Start of SOURCE MATERIAL
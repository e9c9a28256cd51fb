//! [`TestStateDir`] for persistence scenarios.

use std::fs;
use std::path::{Path, PathBuf};
use tempfile::TempDir;

/// File name the registry uses by default.
pub const STATE_FILE: &str = "serverRegistry.xml";

/// A temporary registry state directory with helpers for writing and
/// inspecting the registry file.
///
/// # Example
///
/// ```rust
/// use modeshape_test_utils::TestStateDir;
///
/// let state = TestStateDir::new();
/// state.write_state(r#"<servers><server url="http://h:8080" user="a"/></servers>"#);
/// assert!(state.state_file().exists());
/// ```
pub struct TestStateDir {
    temp_dir: TempDir,
}

impl Default for TestStateDir {
    fn default() -> Self {
        Self::new()
    }
}

impl TestStateDir {
    pub fn new() -> Self {
        Self {
            temp_dir: TempDir::new().unwrap(),
        }
    }

    /// The state directory to hand to the registry.
    pub fn root(&self) -> &Path {
        self.temp_dir.path()
    }

    pub fn state_file(&self) -> PathBuf {
        self.root().join(STATE_FILE)
    }

    /// Overwrite the registry file with `xml`.
    pub fn write_state(&self, xml: &str) {
        fs::write(self.state_file(), xml).unwrap();
    }

    /// Content of the registry file.
    ///
    /// # Panics
    /// Panics if the file does not exist.
    pub fn read_state(&self) -> String {
        fs::read_to_string(self.state_file()).unwrap_or_else(|e| {
            panic!(
                "Expected registry file at {}: {}",
                self.state_file().display(),
                e
            )
        })
    }

    /// Assert that the registry file does **not** exist.
    pub fn assert_no_state(&self) {
        assert!(
            !self.state_file().exists(),
            "Expected no registry file at {}",
            self.state_file().display()
        );
    }
}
End of SOURCE MATERIAL
* [REQUIRED ACTION]: Filter the records for the word "with" and show every line that has it.

* [OUTPUT FOR THIS EXERCISE]:
/// A temporary registry state directory with helpers for writing and
    /// Overwrite the registry file with `xml`.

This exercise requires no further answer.